Schleicher S, Boekhoff I, Arriza J, Lefkowitz R J, Breer H
University Stuttgart-Hohenheim, Institute of Zoophysiology, Stuttgart Federal Republic of Germany.
Proc Natl Acad Sci U S A. 1993 Feb 15;90(4):1420-4. doi: 10.1073/pnas.90.4.1420.
We have previously shown that second-messenger-dependent kinases (cAMP-dependent kinase, protein kinase C) in the olfactory system are essential in terminating second-messenger signaling in response to odorants. We now document that subtype 2 of the beta-adrenergic receptor kinase (beta ARK) is also involved in this process. By using subtype-specific antibodies to beta ARK-1 and beta ARK-2, we show that beta ARK-2 is preferentially expressed in the olfactory epithelium in contrast to findings in most other tissues. Heparin, an inhibitor of beta ARK, as well as anti-beta ARK-2 antibodies, (i) completely prevents the rapid decline of second-messenger signals (desensitization) that follows odorant stimulation and (ii) strongly inhibits odorant-induced phosphorylation of olfactory ciliary proteins. In contrast, beta ARK-1 antibodies are without effect. Inhibitors of protein kinase A and protein kinase C also block odorant-induced desensitization and phosphorylation. These data suggest that a sequential interplay of second-messenger-dependent and receptor-specific kinases is functionally involved in olfactory desensitization.
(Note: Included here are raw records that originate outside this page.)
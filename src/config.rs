//! Node configuration, loaded from TOML with CLI overrides applied on top

use anyhow::{bail, Context, Result};
use serde::{Deserialize, Serialize};
use std::io::Write as _;
use std::net::{IpAddr, Ipv4Addr, SocketAddr};
use std::path::{Path, PathBuf};
use std::time::Duration;

use crate::protocol::{self, timeouts};

#[derive(Clone, Debug, Serialize, Deserialize, PartialEq)]
#[serde(default)]
pub struct Config {
    /// Advertised hostname; the OS hostname when unset
    pub hostname: Option<String>,

    pub bind_ip: IpAddr,
    pub discovery_port: u16, // 0 = ephemeral (tests)
    pub session_port: u16,   // 0 = ephemeral (tests)
    /// Source address for outgoing connections
    pub local_ip: Option<IpAddr>,
    /// Address put in advertisements instead of the auto-detected one
    pub advertise_ip: Option<IpAddr>,

    pub discovery_enabled: bool,
    pub discovery_interval_ms: u64,
    pub peer_ttl_ms: u64,
    /// Extra unicast probe targets on top of the broadcast addresses
    pub discovery_targets: Vec<SocketAddr>,
    /// Accept advertisements from loopback and from this host itself
    pub allow_loopback: bool,
    /// Connect to every discovered server
    pub auto_connect: bool,

    pub chunk_size: usize,
    pub connect_timeout_ms: u64,
    pub io_timeout_ms: u64,
    pub poll_ms: u64,
    pub heartbeat_ms: u64,
    pub reconnect_initial_ms: u64,
    pub reconnect_max_ms: u64,

    pub download_dir: PathBuf,
    /// Append terminal transfer states to the JSONL history file
    pub journal: bool,
    /// argv for the installer run on every received file; `{file}` is
    /// replaced by the received path
    pub install_command: Option<Vec<String>>,
}

impl Default for Config {
    fn default() -> Self {
        Self {
            hostname: None,
            bind_ip: IpAddr::V4(Ipv4Addr::UNSPECIFIED),
            discovery_port: protocol::DISCOVERY_PORT,
            session_port: protocol::SESSION_PORT,
            local_ip: None,
            advertise_ip: None,
            discovery_enabled: true,
            discovery_interval_ms: timeouts::DISCOVERY_INTERVAL_MS,
            peer_ttl_ms: timeouts::PEER_TTL_MS,
            discovery_targets: Vec::new(),
            allow_loopback: false,
            auto_connect: true,
            chunk_size: protocol::CHUNK_SIZE,
            connect_timeout_ms: timeouts::CONNECT_MS,
            io_timeout_ms: timeouts::IO_MS,
            poll_ms: timeouts::POLL_MS,
            heartbeat_ms: timeouts::HEARTBEAT_MS,
            reconnect_initial_ms: timeouts::RECONNECT_INITIAL_MS,
            reconnect_max_ms: timeouts::RECONNECT_MAX_MS,
            download_dir: PathBuf::from("downloads"),
            journal: true,
            install_command: None,
        }
    }
}

impl Config {
    /// Parse a TOML file; missing keys take their defaults
    pub fn load(path: &Path) -> Result<Self> {
        let data = std::fs::read_to_string(path)
            .with_context(|| format!("read config {}", path.display()))?;
        let cfg: Config =
            toml::from_str(&data).with_context(|| format!("parse config {}", path.display()))?;
        cfg.validate()?;
        Ok(cfg)
    }

    /// Explicit path must exist; otherwise the default path is tried and
    /// defaults are used when it is absent
    pub fn load_or_default(explicit: Option<&Path>) -> Result<Self> {
        if let Some(p) = explicit {
            return Self::load(p);
        }
        let p = default_path();
        if p.exists() {
            Self::load(&p)
        } else {
            Ok(Self::default())
        }
    }

    pub fn save(&self, path: &Path) -> Result<()> {
        let dir = path
            .parent()
            .filter(|p| !p.as_os_str().is_empty())
            .map(|p| p.to_path_buf())
            .unwrap_or_else(|| PathBuf::from("."));
        std::fs::create_dir_all(&dir)
            .with_context(|| format!("create config directory {}", dir.display()))?;
        let data = toml::to_string(self)?;
        // atomic write
        let mut tmp = tempfile::NamedTempFile::new_in(&dir)?;
        tmp.write_all(data.as_bytes())?;
        tmp.flush()?;
        tmp.persist(path)
            .with_context(|| format!("write config {}", path.display()))?;
        Ok(())
    }

    pub fn validate(&self) -> Result<()> {
        if self.chunk_size == 0 {
            bail!("chunk_size must be greater than zero");
        }
        if self.chunk_size > protocol::MAX_LINE_LEN * 64 {
            bail!("chunk_size {} is unreasonably large", self.chunk_size);
        }
        for (name, v) in [
            ("discovery_interval_ms", self.discovery_interval_ms),
            ("peer_ttl_ms", self.peer_ttl_ms),
            ("connect_timeout_ms", self.connect_timeout_ms),
            ("io_timeout_ms", self.io_timeout_ms),
            ("poll_ms", self.poll_ms),
            ("heartbeat_ms", self.heartbeat_ms),
            ("reconnect_initial_ms", self.reconnect_initial_ms),
        ] {
            if v == 0 {
                bail!("{} must be greater than zero", name);
            }
        }
        if self.reconnect_max_ms < self.reconnect_initial_ms {
            bail!("reconnect_max_ms must not be below reconnect_initial_ms");
        }
        if matches!(&self.install_command, Some(argv) if argv.is_empty()) {
            bail!("install_command must name a program");
        }
        Ok(())
    }

    pub fn hostname(&self) -> String {
        if let Some(h) = &self.hostname {
            return h.clone();
        }
        hostname::get()
            .ok()
            .and_then(|h| h.into_string().ok())
            .unwrap_or_else(|| "unknown".to_string())
    }

    pub fn discovery_interval(&self) -> Duration {
        Duration::from_millis(self.discovery_interval_ms)
    }
    pub fn peer_ttl(&self) -> Duration {
        Duration::from_millis(self.peer_ttl_ms)
    }
    pub fn connect_timeout(&self) -> Duration {
        Duration::from_millis(self.connect_timeout_ms)
    }
    pub fn io_timeout(&self) -> Duration {
        Duration::from_millis(self.io_timeout_ms)
    }
    pub fn poll(&self) -> Duration {
        Duration::from_millis(self.poll_ms)
    }
    pub fn heartbeat(&self) -> Duration {
        Duration::from_millis(self.heartbeat_ms)
    }
    pub fn reconnect_initial(&self) -> Duration {
        Duration::from_millis(self.reconnect_initial_ms)
    }
    pub fn reconnect_max(&self) -> Duration {
        Duration::from_millis(self.reconnect_max_ms)
    }
}

pub fn config_dir() -> PathBuf {
    #[cfg(windows)]
    {
        if let Ok(appdata) = std::env::var("APPDATA") {
            return PathBuf::from(appdata).join("LanPush");
        }
    }
    // Unix-like default
    if let Ok(home) = std::env::var("HOME") {
        return PathBuf::from(home).join(".config").join("lanpush");
    }
    PathBuf::from(".lanpush")
}

pub fn default_path() -> PathBuf {
    config_dir().join("lanpush.toml")
}
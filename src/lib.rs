//! lanpush library
//!
//! LAN software distribution: servers advertise over UDP broadcast, agents
//! connect over TCP, and files are pushed over a session that interleaves
//! newline-delimited JSON control frames with declared-length raw payload.

pub mod cli;
pub mod client;
pub mod codec;
pub mod config;
pub mod discovery;
pub mod error;
pub mod events;
mod inbound;
pub mod install;
pub mod journal;
pub mod message;
pub mod net;
mod node;
pub mod progress;
pub mod protocol;
pub mod reconnect;
pub mod server;
pub mod session;
pub mod storage;
pub mod token;
pub mod transfer;
pub mod transform;

pub use client::Client;
pub use config::Config;
pub use events::{Event, TransferUpdate};
pub use node::NodeOptions;
pub use server::Server;
pub use session::CloseReason;
pub use transfer::{CancelOutcome, TransferStatus};
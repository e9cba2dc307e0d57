//! Routing directory core
//!
//! This library provides:
//! - The `RoutingTable` contract, split into client and service halves
//! - Client and service directories with their "not found" error taxonomy
//! - An in-memory, lock-guarded reference implementation

pub mod client;
pub mod error;
pub mod memory;
pub mod service;
pub mod table;

pub use client::ClientDirectory;
pub use error::{ErrorKind, Mapping, Result, RoutingError, ServerRole};
pub use memory::MemoryRoutingTable;
pub use service::ServiceDirectory;
pub use table::{ClientTable, RoutingTable, ServiceTable};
我们之前已经表明,嗅觉系统中依赖第二信使的激酶(环磷酸腺苷依赖性激酶、蛋白激酶C)在终止对气味剂的第二信使信号传导中至关重要。我们现在证明,β-肾上腺素能受体激酶2亚型(βARK)也参与这一过程。通过使用针对βARK-1和βARK-2的亚型特异性抗体,我们发现与大多数其他组织的情况不同,βARK-2在嗅觉上皮中优先表达。βARK的抑制剂肝素以及抗βARK-2抗体,(i)完全阻止了气味剂刺激后第二信使信号的快速下降(脱敏),并且(ii)强烈抑制气味剂诱导的嗅觉纤毛蛋白磷酸化。相比之下,βARK-1抗体则没有作用。蛋白激酶A和蛋白激酶C的抑制剂也能阻断气味剂诱导的脱敏和磷酸化。这些数据表明,依赖第二信使的激酶和受体特异性激酶的顺序相互作用在嗅觉脱敏中发挥着功能作用。